Saved entries:
────────────────
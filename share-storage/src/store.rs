//! Store facade: the single guarded handle over messages, identities and the
//! schema version.
//!
//! Every public operation takes one exclusive lock for its whole duration, so
//! all saves, consumes and purges happen in a strict total order. Together with
//! the single pooled connection this is what makes consume exactly-once and
//! save no-overwrite.

use std::sync::Arc;

use tokio::sync::{Mutex, MutexGuard};
use tracing::{info, instrument};

use crate::error::StorageError;
use crate::identity_repo::IdentityRepository;
use crate::message_repo::MessageRepository;
use crate::models::{CreationSlot, IdentityLimits, MessageRecord};
use crate::sqlite_pool::SqlitePoolManager;
use crate::version_repo::VersionRepository;

/// Shared handle to the one-time-share database. Cheap to clone; clones share the lock.
#[derive(Clone)]
pub struct ShareStore {
    pool_manager: SqlitePoolManager,
    lock: Arc<Mutex<()>>,
    messages: MessageRepository,
    identities: IdentityRepository,
    versions: VersionRepository,
}

impl ShareStore {
    /// Opens (or creates) the database at `path` and creates missing tables.
    pub async fn connect(path: &str) -> Result<Self, StorageError> {
        let pool_manager = SqlitePoolManager::new(path)
            .await
            .map_err(|e| StorageError::Connection(e.to_string()))?;

        let store = Self {
            messages: MessageRepository::new(pool_manager.clone()),
            identities: IdentityRepository::new(pool_manager.clone()),
            versions: VersionRepository::new(pool_manager.clone()),
            lock: Arc::new(Mutex::new(())),
            pool_manager,
        };
        store.init().await?;
        Ok(store)
    }

    async fn init(&self) -> Result<(), StorageError> {
        let schema = async {
            self.versions.init().await?;
            self.identities.init().await?;
            self.messages.init().await
        };
        schema
            .await
            .map_err(|e| StorageError::Connection(e.to_string()))?;

        info!("Database tables created successfully");
        Ok(())
    }

    /// Acquires the store lock, failing if the store has been disconnected.
    async fn acquire(&self) -> Result<MutexGuard<'_, ()>, StorageError> {
        let guard = self.lock.lock().await;
        if self.pool_manager.is_closed() {
            return Err(StorageError::Closed);
        }
        Ok(guard)
    }

    /// Closes the connection once in-flight operations finish. Idempotent.
    pub async fn disconnect(&self) {
        let _guard = self.lock.lock().await;
        if !self.pool_manager.is_closed() {
            self.pool_manager.close().await;
            info!("Database connection closed");
        }
    }

    pub fn is_open(&self) -> bool {
        !self.pool_manager.is_closed()
    }

    // ---- messages ----

    /// Stores a new message. Fails with [`StorageError::DuplicateToken`] if the token is taken.
    #[instrument(skip_all)]
    pub async fn save_message(
        &self,
        message_token: &str,
        expire_timestamp: i64,
        data: &str,
    ) -> Result<(), StorageError> {
        let _guard = self.acquire().await?;
        self.messages
            .save(&MessageRecord::new(message_token, expire_timestamp, data))
            .await
    }

    /// Removes and returns the message. Only one caller ever gets `Some` for a token.
    ///
    /// The stored expiry is returned as-is; deciding whether the payload is still
    /// live is up to the caller (see [`MessageRecord::is_live_at`]).
    #[instrument(skip_all)]
    pub async fn consume_message(&self, message_token: &str) -> Result<Option<MessageRecord>, StorageError> {
        let _guard = self.acquire().await?;
        self.messages.consume(message_token).await
    }

    /// Deletes messages with `0 < expire_timestamp <= now`. Returns the number removed.
    #[instrument(skip(self))]
    pub async fn clear_expired_messages(&self, now: i64) -> Result<u64, StorageError> {
        let _guard = self.acquire().await?;
        self.messages.clear_expired(now).await
    }

    // ---- identities ----

    pub async fn set_limits(&self, token: &str, limits: IdentityLimits) -> Result<(), StorageError> {
        let _guard = self.acquire().await?;
        self.identities.set_limits(token, limits).await
    }

    /// `None` when the identity does not exist. All-zero limits mean "unlimited", not "missing".
    pub async fn get_limits(&self, token: &str) -> Result<Option<IdentityLimits>, StorageError> {
        let _guard = self.acquire().await?;
        self.identities.get_limits(token).await
    }

    pub async fn identity_exists(&self, token: &str) -> Result<bool, StorageError> {
        let _guard = self.acquire().await?;
        self.identities.exists(token).await
    }

    pub async fn remove_identity(&self, token: &str) -> Result<(), StorageError> {
        let _guard = self.acquire().await?;
        self.identities.remove(token).await
    }

    pub async fn record_creation_timestamp(&self, token: &str, timestamp: i64) -> Result<(), StorageError> {
        let _guard = self.acquire().await?;
        self.identities.record_creation(token, timestamp).await
    }

    /// 0 if the identity is missing or has never created a message.
    pub async fn last_creation_timestamp(&self, token: &str) -> Result<i64, StorageError> {
        let _guard = self.acquire().await?;
        self.identities.last_creation(token).await
    }

    /// Atomic form of "check the creation-rate limit, then record `now`".
    ///
    /// Two concurrent claims for the same identity cannot both be granted while a
    /// limit is configured.
    pub async fn claim_creation_slot(&self, token: &str, now: i64) -> Result<CreationSlot, StorageError> {
        let _guard = self.acquire().await?;
        self.identities.claim_creation_slot(token, now).await
    }

    // ---- schema version ----

    pub async fn version(&self) -> Result<String, StorageError> {
        let _guard = self.acquire().await?;
        self.versions.get().await
    }

    pub async fn set_version(&self, version: &str) -> Result<(), StorageError> {
        let _guard = self.acquire().await?;
        self.versions.set(version).await
    }
}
────────────────
What is being asked:
Wherever a line above contains the string "handle", copy that line.

Response to this exercise:
//! Store facade: the single guarded handle over messages, identities and the
/// Shared handle to the one-time-share database. Cheap to clone; clones share the lock.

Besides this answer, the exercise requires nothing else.